[Opening RECORDS FOR THE TASK section]
//! Vidora core; concurrent download task supervisor built on yt-dlp.
//!
//! This library is the engine behind the Vidora desktop app: it accepts
//! media URLs, runs one yt-dlp child process per download, streams typed
//! progress/title/status events to the caller, and classifies failures
//! into user-facing messages. It knows nothing about windows or widgets;
//! the presentation layer subscribes to the event channel and renders
//! what it likes.
//!
//! # Module Structure
//!
//! - `core`: configuration, errors, logging, process helpers
//! - `download`: platform registry, URL classification, command building,
//!   output parsing, outcome classification, and the supervisor itself
//!
//! # Example
//!
//! ```no_run
//! use vidoracore::{DownloadRequest, DownloadSupervisor, SupervisorConfig};
//! use vidoracore::download::task::FormatOptions;
//!
//! # async fn example() -> Result<(), vidoracore::SubmitError> {
//! let (supervisor, mut events) = DownloadSupervisor::new(SupervisorConfig::from_env());
//!
//! let task_id = supervisor
//!     .submit(DownloadRequest {
//!         url: "https://www.youtube.com/watch?v=abc123".to_string(),
//!         output_dir: "/tmp/downloads".into(),
//!         format_options: FormatOptions::default(),
//!         browser: None,
//!     })
//!     .await?;
//!
//! while let Some(event) = events.recv().await {
//!     println!("{:?}", event);
//!     if event.task_id() == task_id {
//!         if let vidoracore::DownloadEvent::Finished { .. } = event {
//!             break;
//!         }
//!     }
//! }
//! # Ok(())
//! # }
//! ```

pub mod core;
pub mod download;

// Re-export commonly used types for convenience
pub use crate::core::{config, SubmitError, SupervisorConfig};
pub use download::{
    Browser, DownloadEvent, DownloadRequest, DownloadSupervisor, Platform, StatusUpdate, TaskId,
    TaskState,
};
[Closing RECORDS FOR THE TASK section]
Copy out the lines above with "FormatOptions" in them.

//! use vidoracore::download::task::FormatOptions;
//!         format_options: FormatOptions::default(),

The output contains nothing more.